Keeping each line exactly as it is, output all of the records.
**** RECORDED DATA
//! This module is responsible for reading, writing and managing the SQLite database

mod migrations;

use crate::store::{Key, Store};
use crate::Result;
use anyhow::{bail, ensure, Context};
use sqlx::sqlite::{SqliteConnectOptions, SqlitePoolOptions};
use sqlx::SqlitePool;
use std::path::Path;
use tracing::debug;

/// The schema version this build of the app expects.
const CURRENT_VERSION: i32 = 1;

/// The SQLite key-value store. Cloning shares the underlying pool.
#[derive(Debug, Clone)]
pub(crate) struct Db {
    pool: SqlitePool,
}

impl Db {
    /// - Validates that there is a SQLite file at `path`
    /// - Creates a SQLite client
    /// - Updates the database schema with migrations if it is out-of-date
    pub(crate) async fn load(path: impl AsRef<Path>) -> Result<Self> {
        let path = path.as_ref();
        ensure!(
            path.is_file(),
            "The SQLite database is missing at '{}'",
            path.display()
        );
        let pool = connect(path, false).await?;

        let version = schema_version(&pool).await?;
        if version > CURRENT_VERSION {
            bail!(
                "The database schema version {version} is newer than this program supports \
                ({CURRENT_VERSION}), please upgrade taxhelper"
            );
        }
        migrations::run(&pool, version, CURRENT_VERSION).await?;
        Ok(Self { pool })
    }

    /// - Validates that no file currently exists at `path`
    /// - Creates a new SQLite file at `path`
    /// - Initializes the database schema
    pub(crate) async fn init(path: impl AsRef<Path>) -> Result<Self> {
        let path = path.as_ref();
        if path.exists() {
            bail!("A SQLite database already exists at '{}'", path.display());
        }
        let pool = connect(path, true).await?;

        sqlx::query("CREATE TABLE schema_version (version INTEGER NOT NULL)")
            .execute(&pool)
            .await
            .context("Failed to create schema_version table")?;
        sqlx::query("INSERT INTO schema_version (version) VALUES (0)")
            .execute(&pool)
            .await
            .context("Failed to insert initial schema version")?;

        migrations::run(&pool, 0, CURRENT_VERSION).await?;
        debug!("Created SQLite database at {}", path.display());
        Ok(Self { pool })
    }
}

async fn connect(path: &Path, create: bool) -> Result<SqlitePool> {
    let options = SqliteConnectOptions::new()
        .filename(path)
        .create_if_missing(create);
    SqlitePoolOptions::new()
        .max_connections(1)
        .connect_with(options)
        .await
        .with_context(|| format!("Unable to open SQLite database at '{}'", path.display()))
}

async fn schema_version(pool: &SqlitePool) -> Result<i32> {
    let row: (Option<i32>,) = sqlx::query_as("SELECT MAX(version) FROM schema_version")
        .fetch_one(pool)
        .await
        .context("Failed to query schema version")?;
    Ok(row.0.unwrap_or_default())
}

#[async_trait::async_trait]
impl Store for Db {
    async fn get_raw(&self, key: Key) -> Result<Option<String>> {
        let row: Option<(String,)> = sqlx::query_as("SELECT value FROM kv WHERE key = ?")
            .bind(key.to_string())
            .fetch_optional(&self.pool)
            .await
            .with_context(|| format!("Unable to read '{key}' from the database"))?;
        Ok(row.map(|(value,)| value))
    }

    async fn put_raw(&self, key: Key, value: String) -> Result<()> {
        sqlx::query(
            "INSERT INTO kv (key, value) VALUES (?, ?) \
             ON CONFLICT(key) DO UPDATE SET value = excluded.value, updated_at = CURRENT_TIMESTAMP",
        )
        .bind(key.to_string())
        .bind(value)
        .execute(&self.pool)
        .await
        .with_context(|| format!("Unable to write '{key}' to the database"))?;
        Ok(())
    }

    async fn remove(&self, key: Key) -> Result<()> {
        sqlx::query("DELETE FROM kv WHERE key = ?")
            .bind(key.to_string())
            .execute(&self.pool)
            .await
            .with_context(|| format!("Unable to remove '{key}' from the database"))?;
        Ok(())
    }
}

#[cfg(test)]
mod tests {
    use super::*;
    use tempfile::TempDir;

    #[tokio::test]
    async fn test_init_then_load() {
        let dir = TempDir::new().unwrap();
        let path = dir.path().join("db.sqlite");

        let db = Db::init(&path).await.unwrap();
        db.put_raw(Key::HkdGroup, r#""group2""#.to_string())
            .await
            .unwrap();
        db.put_raw(Key::HkdGroup, r#""group3""#.to_string())
            .await
            .unwrap();
        drop(db);

        let db = Db::load(&path).await.unwrap();
        assert_eq!(schema_version(&db.pool).await.unwrap(), CURRENT_VERSION);
        assert_eq!(
            db.get_raw(Key::HkdGroup).await.unwrap().as_deref(),
            Some(r#""group3""#)
        );
        db.remove(Key::HkdGroup).await.unwrap();
        assert!(db.get_raw(Key::HkdGroup).await.unwrap().is_none());
    }

    #[tokio::test]
    async fn test_init_refuses_existing_file() {
        let dir = TempDir::new().unwrap();
        let path = dir.path().join("db.sqlite");
        std::fs::write(&path, b"").unwrap();
        assert!(Db::init(&path).await.is_err());
    }

    #[tokio::test]
    async fn test_load_requires_file() {
        let dir = TempDir::new().unwrap();
        assert!(Db::load(dir.path().join("missing.sqlite")).await.is_err());
    }
}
********
* [RESPONSE TO THIS EXERCISE]:
//! This module is responsible for reading, writing and managing the SQLite database

mod migrations;

use crate::store::{Key, Store};
use crate::Result;
use anyhow::{bail, ensure, Context};
use sqlx::sqlite::{SqliteConnectOptions, SqlitePoolOptions};
use sqlx::SqlitePool;
use std::path::Path;
use tracing::debug;

/// The schema version this build of the app expects.
const CURRENT_VERSION: i32 = 1;

/// The SQLite key-value store. Cloning shares the underlying pool.
#[derive(Debug, Clone)]
pub(crate) struct Db {
    pool: SqlitePool,
}

impl Db {
    /// - Validates that there is a SQLite file at `path`
    /// - Creates a SQLite client
    /// - Updates the database schema with migrations if it is out-of-date
    pub(crate) async fn load(path: impl AsRef<Path>) -> Result<Self> {
        let path = path.as_ref();
        ensure!(
            path.is_file(),
            "The SQLite database is missing at '{}'",
            path.display()
        );
        let pool = connect(path, false).await?;

        let version = schema_version(&pool).await?;
        if version > CURRENT_VERSION {
            bail!(
                "The database schema version {version} is newer than this program supports \
                ({CURRENT_VERSION}), please upgrade taxhelper"
            );
        }
        migrations::run(&pool, version, CURRENT_VERSION).await?;
        Ok(Self { pool })
    }

    /// - Validates that no file currently exists at `path`
    /// - Creates a new SQLite file at `path`
    /// - Initializes the database schema
    pub(crate) async fn init(path: impl AsRef<Path>) -> Result<Self> {
        let path = path.as_ref();
        if path.exists() {
            bail!("A SQLite database already exists at '{}'", path.display());
        }
        let pool = connect(path, true).await?;

        sqlx::query("CREATE TABLE schema_version (version INTEGER NOT NULL)")
            .execute(&pool)
            .await
            .context("Failed to create schema_version table")?;
        sqlx::query("INSERT INTO schema_version (version) VALUES (0)")
            .execute(&pool)
            .await
            .context("Failed to insert initial schema version")?;

        migrations::run(&pool, 0, CURRENT_VERSION).await?;
        debug!("Created SQLite database at {}", path.display());
        Ok(Self { pool })
    }
}

async fn connect(path: &Path, create: bool) -> Result<SqlitePool> {
    let options = SqliteConnectOptions::new()
        .filename(path)
        .create_if_missing(create);
    SqlitePoolOptions::new()
        .max_connections(1)
        .connect_with(options)
        .await
        .with_context(|| format!("Unable to open SQLite database at '{}'", path.display()))
}

async fn schema_version(pool: &SqlitePool) -> Result<i32> {
    let row: (Option<i32>,) = sqlx::query_as("SELECT MAX(version) FROM schema_version")
        .fetch_one(pool)
        .await
        .context("Failed to query schema version")?;
    Ok(row.0.unwrap_or_default())
}

#[async_trait::async_trait]
impl Store for Db {
    async fn get_raw(&self, key: Key) -> Result<Option<String>> {
        let row: Option<(String,)> = sqlx::query_as("SELECT value FROM kv WHERE key = ?")
            .bind(key.to_string())
            .fetch_optional(&self.pool)
            .await
            .with_context(|| format!("Unable to read '{key}' from the database"))?;
        Ok(row.map(|(value,)| value))
    }

    async fn put_raw(&self, key: Key, value: String) -> Result<()> {
        sqlx::query(
            "INSERT INTO kv (key, value) VALUES (?, ?) \
             ON CONFLICT(key) DO UPDATE SET value = excluded.value, updated_at = CURRENT_TIMESTAMP",
        )
        .bind(key.to_string())
        .bind(value)
        .execute(&self.pool)
        .await
        .with_context(|| format!("Unable to write '{key}' to the database"))?;
        Ok(())
    }

    async fn remove(&self, key: Key) -> Result<()> {
        sqlx::query("DELETE FROM kv WHERE key = ?")
            .bind(key.to_string())
            .execute(&self.pool)
            .await
            .with_context(|| format!("Unable to remove '{key}' from the database"))?;
        Ok(())
    }
}

#[cfg(test)]
mod tests {
    use super::*;
    use tempfile::TempDir;

    #[tokio::test]
    async fn test_init_then_load() {
        let dir = TempDir::new().unwrap();
        let path = dir.path().join("db.sqlite");

        let db = Db::init(&path).await.unwrap();
        db.put_raw(Key::HkdGroup, r#""group2""#.to_string())
            .await
            .unwrap();
        db.put_raw(Key::HkdGroup, r#""group3""#.to_string())
            .await
            .unwrap();
        drop(db);

        let db = Db::load(&path).await.unwrap();
        assert_eq!(schema_version(&db.pool).await.unwrap(), CURRENT_VERSION);
        assert_eq!(
            db.get_raw(Key::HkdGroup).await.unwrap().as_deref(),
            Some(r#""group3""#)
        );
        db.remove(Key::HkdGroup).await.unwrap();
        assert!(db.get_raw(Key::HkdGroup).await.unwrap().is_none());
    }

    #[tokio::test]
    async fn test_init_refuses_existing_file() {
        let dir = TempDir::new().unwrap();
        let path = dir.path().join("db.sqlite");
        std::fs::write(&path, b"").unwrap();
        assert!(Db::init(&path).await.is_err());
    }

    #[tokio::test]
    async fn test_load_requires_file() {
        let dir = TempDir::new().unwrap();
        assert!(Db::load(dir.path().join("missing.sqlite")).await.is_err());
    }
}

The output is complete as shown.